À l’inverse, une clause de révision figerait toute adaptation et toute évolution des textes. Sa suppression est donc pleinement justifiée.

La levée de l’anonymat est assurément une question délicate. La version initiale du projet de loi du Gouvernement comportait une mesure de levée de l’anonymat. Le dispositif prévu visait à assurer l’équilibre des intérêts de toutes les parties : l’enfant issu d’une assistance médicale à la procréation avec tiers donneur, le donneur de gamètes et les parents de l’enfant. L’enfant pouvait accéder à l’identité du donneur à sa majorité, sous réserve du consentement de ce dernier.

L’Assemblée nationale avait supprimé ces dispositions. La commission les a rétablies.

Les positions sont très partagées sur cette question difficile. Le droit de l’enfant à connaître ses origines a été rappelé. Ce n’est pas une mauvaise chose que le débat se poursuive en séance publique.

Pour ma part, j’ai entendu les arguments des députés sur les inconvénients de la levée de l’anonymat. Toutes les options en comportent. Certains députés ont craint l’importance donnée au biologique par rapport à l’éducatif et une baisse des dons de gamètes.

Je note par ailleurs que le dispositif voté en commission ne prévoit pas le consentement du donneur pour la levée de l’anonymat, celui-ci étant implicite. Je pense que c’est un risque accru de voir diminuer le don de gamètes. En outre, les parents ne seront-ils pas tentés de taire aux enfants leur mode de conception ?

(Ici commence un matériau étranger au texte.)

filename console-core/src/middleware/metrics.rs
use axum::{extract::MatchedPath, extract::Request, middleware::Next, response::Response};
use metrics::{counter, histogram};
use std::time::Instant;

/// Request counter and latency histogram, labelled by route template so
/// `/view/:view` does not explode label cardinality.
pub async fn metrics_middleware(req: Request, next: Next) -> Response {
    let start = Instant::now();
    let method = req.method().to_string();
    let path = req
        .extensions()
        .get::<MatchedPath>()
        .map(|p| p.as_str().to_string())
        .unwrap_or_else(|| "unmatched".to_string());

    let response = next.run(req).await;

    let duration = start.elapsed();
    let status = response.status().as_u16().to_string();

    let labels = [("method", method), ("path", path), ("status", status)];

    counter!("http_requests_total", &labels).increment(1);
    histogram!("http_request_duration_seconds", &labels).record(duration.as_secs_f64());

    response
}
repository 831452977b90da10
//! Single in-memory view of who is signed in.

use super::store::{CredentialStore, StorageBackend};
use crate::models::{Credential, Identity};
use tokio::sync::watch;

#[derive(Debug, Clone, PartialEq, Eq)]
pub enum SessionState {
    Unauthenticated,
    Authenticated {
        identity: Identity,
        credential: Credential,
    },
}

impl SessionState {
    pub fn identity(&self) -> Option<&Identity> {
        match self {
            SessionState::Authenticated { identity, .. } => Some(identity),
            SessionState::Unauthenticated => None,
        }
    }

    pub fn credential(&self) -> Option<&Credential> {
        match self {
            SessionState::Authenticated { credential, .. } => Some(credential),
            SessionState::Unauthenticated => None,
        }
    }

    pub fn is_authenticated(&self) -> bool {
        matches!(self, SessionState::Authenticated { .. })
    }
}

/// Session state mirrored to a [`CredentialStore`].
///
/// Only [`SessionContext::restore`] constructs one, so the restoration
/// attempt has always completed before anything can read the state or issue
/// an authenticated request with it. Consumers that must re-evaluate on
/// every transition hold a receiver from [`SessionContext::subscribe`].
pub struct SessionContext<B> {
    store: CredentialStore<B>,
    state: watch::Sender<SessionState>,
}

impl<B: StorageBackend> SessionContext<B> {
    pub async fn restore(store: CredentialStore<B>) -> Self {
        let initial = match store.load().await {
            Some((credential, identity)) => {
                tracing::debug!(user_id = identity.id, role = %identity.role, "Session restored");
                SessionState::Authenticated {
                    identity,
                    credential,
                }
            }
            None => SessionState::Unauthenticated,
        };

        let (state, _) = watch::channel(initial);
        Self { store, state }
    }

    pub fn state(&self) -> SessionState {
        self.state.borrow().clone()
    }

    pub fn identity(&self) -> Option<Identity> {
        self.state.borrow().identity().cloned()
    }

    pub fn credential(&self) -> Option<Credential> {
        self.state.borrow().credential().cloned()
    }

    pub fn is_authenticated(&self) -> bool {
        self.state.borrow().is_authenticated()
    }

    pub fn subscribe(&self) -> watch::Receiver<SessionState> {
        self.state.subscribe()
    }

    /// Enter the Authenticated state with a pair obtained from a successful
    /// authentication exchange. The pair is not validated here.
    ///
    /// If the store refuses the pair the session still holds it in memory;
    /// it will not survive a reload.
    pub async fn login(&self, credential: Credential, identity: Identity) {
        if let Err(e) = self.store.save(&credential, &identity).await {
            tracing::error!(user_id = identity.id, error = %e, "Failed to persist session");
        }

        tracing::info!(
            user_id = identity.id,
            email = %identity.email,
            role = %identity.role,
            "User logged in"
        );

        self.state.send_replace(SessionState::Authenticated {
            identity,
            credential,
        });
    }

    /// Clear the store and return to Unauthenticated. Safe in any state.
    pub async fn logout(&self) {
        self.store.clear().await;

        let previous = self.state.send_replace(SessionState::Unauthenticated);
        if let Some(identity) = previous.identity() {
            tracing::info!(user_id = identity.id, "User logged out");
        }
    }

    /// Whether this session still holds exactly `credential`.
    pub fn holds(&self, credential: &Credential) -> bool {
        self.state.borrow().credential() == Some(credential)
    }

    /// Whether `credential` is still the session's credential both here and
    /// in the store. Another request on the same session may have signed out
    /// or signed in again since this context was restored.
    pub async fn is_current(&self, credential: &Credential) -> bool {
        self.holds(credential)
            && self.store.persisted_credential().await.as_ref() == Some(credential)
    }
}
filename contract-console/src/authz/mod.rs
pub mod api_guard;
pub mod router;

pub use router::{
    AccessScope, AuthorizationRouter, Capability, CapabilitySet, Navigation, Resolution, View,
};
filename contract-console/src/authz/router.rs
//! Role to entry view and capability mapping.
//!
//! The whole mapping lives in [`AuthorizationRouter::for_role`]. Views and
//! handlers only ask whether a view is permitted or a capability is present;
//! none of them branch on the role directly.

use crate::models::{Identity, Role};
use crate::session::SessionState;
use serde::Serialize;
use std::collections::BTreeSet;

/// Top-level console views.
#[derive(Debug, Clone, Copy, PartialEq, Eq, Hash, PartialOrd, Ord, Serialize)]
pub enum View {
    #[serde(rename = "login")]
    Login,
    #[serde(rename = "register")]
    Register,
    #[serde(rename = "vendor")]
    VendorPortal,
    #[serde(rename = "platform")]
    PlatformAdmin,
    #[serde(rename = "dashboard")]
    Dashboard,
    #[serde(rename = "contracts")]
    Contracts,
    #[serde(rename = "compare")]
    Compare,
    #[serde(rename = "users")]
    UserManagement,
}

impl View {
    pub const ALL: [View; 8] = [
        View::Login,
        View::Register,
        View::VendorPortal,
        View::PlatformAdmin,
        View::Dashboard,
        View::Contracts,
        View::Compare,
        View::UserManagement,
    ];

    pub fn slug(&self) -> &'static str {
        match self {
            View::Login => "login",
            View::Register => "register",
            View::VendorPortal => "vendor",
            View::PlatformAdmin => "platform",
            View::Dashboard => "dashboard",
            View::Contracts => "contracts",
            View::Compare => "compare",
            View::UserManagement => "users",
        }
    }

    pub fn from_slug(slug: &str) -> Option<View> {
        View::ALL.into_iter().find(|v| v.slug() == slug)
    }

    pub fn title(&self) -> &'static str {
        match self {
            View::Login => "Sign In",
            View::Register => "Create Account",
            View::VendorPortal => "Vendor Portal",
            View::PlatformAdmin => "Platform Administration",
            View::Dashboard => "Dashboard",
            View::Contracts => "Contracts",
            View::Compare => "Compare",
            View::UserManagement => "Users",
        }
    }

    /// Where the view is served from.
    pub fn path(&self) -> String {
        match self {
            View::Login => "/login".to_string(),
            View::Register => "/register".to_string(),
            other => format!("/view/{}", other.slug()),
        }
    }
}

#[derive(Debug, Clone, Copy, PartialEq, Eq, Hash, PartialOrd, Ord, Serialize)]
#[serde(rename_all = "snake_case")]
pub enum Capability {
    /// The general navigation bar across dashboard, contracts and compare.
    Navigation,
    Compare,
    ManageUsers,
    UploadContracts,
    ManageCompanies,
}

impl Capability {
    pub fn as_str(&self) -> &'static str {
        match self {
            Capability::Navigation => "navigation",
            Capability::Compare => "compare",
            Capability::ManageUsers => "manage_users",
            Capability::UploadContracts => "upload_contracts",
            Capability::ManageCompanies => "manage_companies",
        }
    }
}

#[derive(Debug, Clone, Default, PartialEq, Eq, Serialize)]
#[serde(transparent)]
pub struct CapabilitySet(BTreeSet<Capability>);

impl CapabilitySet {
    pub fn empty() -> Self {
        Self::default()
    }

    pub fn contains(&self, capability: Capability) -> bool {
        self.0.contains(&capability)
    }

    pub fn is_empty(&self) -> bool {
        self.0.is_empty()
    }

    pub fn iter(&self) -> impl Iterator<Item = Capability> + '_ {
        self.0.iter().copied()
    }
}

impl<const N: usize> From<[Capability; N]> for CapabilitySet {
    fn from(caps: [Capability; N]) -> Self {
        Self(caps.into_iter().collect())
    }
}

/// Data boundary an identity operates within.
#[derive(Debug, Clone, Copy, PartialEq, Eq, Serialize)]
#[serde(tag = "kind", content = "id", rename_all = "snake_case")]
pub enum AccessScope {
    Platform,
    Tenant(i64),
    Vendor(i64),
    None,
}

impl AccessScope {
    pub fn of(identity: &Identity) -> Self {
        match (identity.role, identity.company_id, identity.vendor_id) {
            (Role::SuperAdmin, _, _) => AccessScope::Platform,
            (Role::CompanyAdmin | Role::Manager, Some(company_id), _) => {
                AccessScope::Tenant(company_id)
            }
            (Role::Vendor, _, Some(vendor_id)) => AccessScope::Vendor(vendor_id),
            _ => AccessScope::None,
        }
    }
}

/// What a session may see: where it lands, which views it may open, and
/// which optional features are shown.
#[derive(Debug, Clone, PartialEq, Eq, Serialize)]
pub struct Resolution {
    pub role: Option<Role>,
    pub entry_view: View,
    pub permitted: Vec<View>,
    pub capabilities: CapabilitySet,
}

impl Resolution {
    fn anonymous() -> Self {
        Self {
            role: None,
            entry_view: View::Login,
            permitted: vec![View::Login, View::Register],
            capabilities: CapabilitySet::empty(),
        }
    }

    pub fn is_anonymous(&self) -> bool {
        self.role.is_none()
    }

    pub fn permits(&self, view: View) -> bool {
        self.permitted.contains(&view)
    }

    pub fn can(&self, capability: Capability) -> bool {
        self.capabilities.contains(capability)
    }
}

#[derive(Debug, Clone, Copy, PartialEq, Eq)]
pub enum Navigation {
    Render(View),
    Redirect(View),
}

impl Navigation {
    pub fn view(&self) -> View {
        match self {
            Navigation::Render(view) | Navigation::Redirect(view) => *view,
        }
    }
}

pub struct AuthorizationRouter;

impl AuthorizationRouter {
    /// Resolve the current session. Unauthenticated sessions get the
    /// sign-in surface and no capabilities.
    pub fn resolve(state: &SessionState) -> Resolution {
        match state.identity() {
            Some(identity) => Self::for_role(identity.role),
            None => Resolution::anonymous(),
        }
    }

    /// Resolve a role as received from the wire. Anything outside the four
    /// known roles is an anomaly and resolves like an unauthenticated session.
    pub fn resolve_role(role: &str) -> Resolution {
        match role.parse::<Role>() {
            Ok(role) => Self::for_role(role),
            Err(e) => {
                tracing::warn!(role, error = %e, "Authorization anomaly: unrecognized role");
                metrics::counter!("console_authz_anomalies_total").increment(1);
                Resolution::anonymous()
            }
        }
    }

    pub fn for_role(role: Role) -> Resolution {
        let (entry_view, permitted, capabilities) = match role {
            Role::Vendor => (
                View::VendorPortal,
                vec![View::VendorPortal],
                CapabilitySet::empty(),
            ),
            Role::SuperAdmin => (
                View::PlatformAdmin,
                vec![
                    View::PlatformAdmin,
                    View::Dashboard,
                    View::Contracts,
                    View::UserManagement,
                ],
                CapabilitySet::from([
                    Capability::Navigation,
                    Capability::ManageUsers,
                    Capability::ManageCompanies,
                ]),
            ),
            Role::CompanyAdmin => (
                View::Dashboard,
                vec![
                    View::Dashboard,
                    View::Contracts,
                    View::Compare,
                    View::UserManagement,
                ],
                CapabilitySet::from([
                    Capability::Navigation,
                    Capability::Compare,
                    Capability::ManageUsers,
                    Capability::UploadContracts,
                ]),
            ),
            Role::Manager => (
                View::Dashboard,
                vec![View::Dashboard, View::Contracts, View::Compare],
                CapabilitySet::from([
                    Capability::Navigation,
                    Capability::Compare,
                    Capability::UploadContracts,
                ]),
            ),
        };

        Resolution {
            role: Some(role),
            entry_view,
            permitted,
            capabilities,
        }
    }

    /// Decide what to show for a navigation request. `None` stands for a
    /// view the console does not know; like any view outside the permitted
    /// set it is redirected to the entry view.
    pub fn navigate(resolution: &Resolution, requested: Option<View>) -> Navigation {
        match requested {
            Some(view) if resolution.permits(view) => Navigation::Render(view),
            _ => Navigation::Redirect(resolution.entry_view),
        }
    }
}
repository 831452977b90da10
pub mod session;
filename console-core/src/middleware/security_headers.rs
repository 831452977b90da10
use axum::{extract::Request, http::header, middleware::Next, response::IntoResponse};

/// Security headers for a server-rendered console.
///
/// Pages may load their own stylesheet and scripts from `/static`; JSON
/// endpoints under `/api` and `/session` get the strict policy.
pub async fn security_headers_middleware(req: Request, next: Next) -> impl IntoResponse {
    let path = req.uri().path();
    let is_data_route = path.starts_with("/api/") || path == "/session";

    let mut response = next.run(req).await;
    let headers = response.headers_mut();

    headers.insert(
        header::X_CONTENT_TYPE_OPTIONS,
        header::HeaderValue::from_static("nosniff"),
    );
    headers.insert(
        header::STRICT_TRANSPORT_SECURITY,
        header::HeaderValue::from_static("max-age=31536000; includeSubDomains"),
    );
    headers.insert(
        header::X_FRAME_OPTIONS,
        header::HeaderValue::from_static("DENY"),
    );
    headers.insert(
        header::REFERRER_POLICY,
        header::HeaderValue::from_static("same-origin"),
    );

    if is_data_route {
        headers.insert(
            header::CONTENT_SECURITY_POLICY,
            header::HeaderValue::from_static("default-src 'none'; frame-ancestors 'none'"),
        );
    } else {
        headers.insert(
            header::CONTENT_SECURITY_POLICY,
            header::HeaderValue::from_static(
                "default-src 'self'; \
                 script-src 'self'; \
                 style-src 'self'; \
                 img-src 'self' data:; \
                 frame-ancestors 'none'",
            ),
        );
    }

    response
}
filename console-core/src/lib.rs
//! console-core: shared infrastructure for the contract management console.
pub mod error;
pub mod middleware;
pub mod observability;

pub use axum;
pub use serde;
pub use serde_json;
pub use tokio;
pub use tower;
pub use tower_http;
pub use tracing;
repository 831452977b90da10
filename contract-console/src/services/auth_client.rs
//! Login and registration exchanges with the analysis service.

use super::gateway::{read_json, ApiClient, ApiError, RequestBody};
use crate::models::{
    Credential, Identity, IdentityError, IdentityRecord, LoginResponse, NewMemberAccount,
    NewVendorAccount, RegisterResponse,
};
use axum::http::Method;
use std::sync::Arc;
use thiserror::Error;

pub const LOGIN_PATH: &str = "/auth/login";
pub const REGISTER_PATH: &str = "/auth/register";
pub const REGISTER_VENDOR_PATH: &str = "/auth/register/vendor";

#[derive(Debug, Error)]
pub enum AuthError {
    #[error(transparent)]
    Api(#[from] ApiError),

    /// The service issued an identity the console will not accept.
    #[error("identity rejected: {0}")]
    InvalidIdentity(#[from] IdentityError),
}

/// Outcome of a registration exchange.
#[derive(Debug)]
pub enum Registration {
    SignedIn(Credential, Identity),
    Created(Identity),
}

pub struct AuthClient {
    api: Arc<ApiClient>,
}

impl AuthClient {
    pub fn new(api: Arc<ApiClient>) -> Self {
        Self { api }
    }

    /// Exchange email and password for a credential.
    ///
    /// The form field is named `username` even though it carries the email.
    /// A 401 here means wrong credentials and comes back as
    /// [`ApiError::Request`]; there is no session to end yet.
    pub async fn login(
        &self,
        email: &str,
        password: &str,
    ) -> Result<(Credential, Identity), AuthError> {
        let form = vec![
            ("username".to_string(), email.to_string()),
            ("password".to_string(), password.to_string()),
        ];

        let response = self
            .api
            .dispatch(Method::POST, LOGIN_PATH, RequestBody::Form(form), None)
            .await?;
        let login: LoginResponse = read_json(response).await?;

        let identity = accept_identity(login.user)?;
        metrics::counter!("console_logins_total").increment(1);
        Ok((login.access_token, identity))
    }

    pub async fn register(&self, account: &NewMemberAccount) -> Result<Registration, AuthError> {
        self.register_at(REGISTER_PATH, serde_json::to_value(account).map_err(ApiError::from)?)
            .await
    }

    pub async fn register_vendor(
        &self,
        account: &NewVendorAccount,
    ) -> Result<Registration, AuthError> {
        self.register_at(
            REGISTER_VENDOR_PATH,
            serde_json::to_value(account).map_err(ApiError::from)?,
        )
        .await
    }

    async fn register_at(
        &self,
        path: &str,
        payload: serde_json::Value,
    ) -> Result<Registration, AuthError> {
        let response = self
            .api
            .dispatch(Method::POST, path, RequestBody::Json(payload), None)
            .await?;

        match read_json::<RegisterResponse>(response).await? {
            RegisterResponse::Session(login) => {
                let identity = accept_identity(login.user)?;
                Ok(Registration::SignedIn(login.access_token, identity))
            }
            RegisterResponse::Account(record) => Ok(Registration::Created(accept_identity(record)?)),
        }
    }
}

fn accept_identity(record: IdentityRecord) -> Result<Identity, IdentityError> {
    let user_id = record.id;
    Identity::try_from(record).map_err(|e| {
        tracing::warn!(user_id, error = %e, "Authorization anomaly: identity refused at sign-in");
        metrics::counter!("console_authz_anomalies_total").increment(1);
        e
    })
}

Enfin, les enfants nés avant 2014 seraient exclus du bénéfice de la mesure. Pour remédier à la souffrance des uns, on risque d’attiser celle des autres.

J’en viens maintenant à la gestation pour autrui et au transfert post mortem.

La gestation pour autrui vise à supprimer une cause de souffrance individuelle, et pas n’importe laquelle : celle de ne pas pouvoir donner la vie. Les progrès remarquables de l’assistance médicale à la procréation ont permis de remédier à de multiples causes de stérilité. Les personnes qui ne peuvent malheureusement pas en bénéficier sont confrontées à une souffrance d’autant plus difficile à accepter.

Néanmoins, vous le savez, mesdames, messieurs les sénateurs, le Gouvernement est résolument opposé à la légalisation de la gestation pour autrui, et ce pour trois raisons essentielles. Tout d’abord, la gestation pour autrui est incompatible avec le respect de la dignité humaine.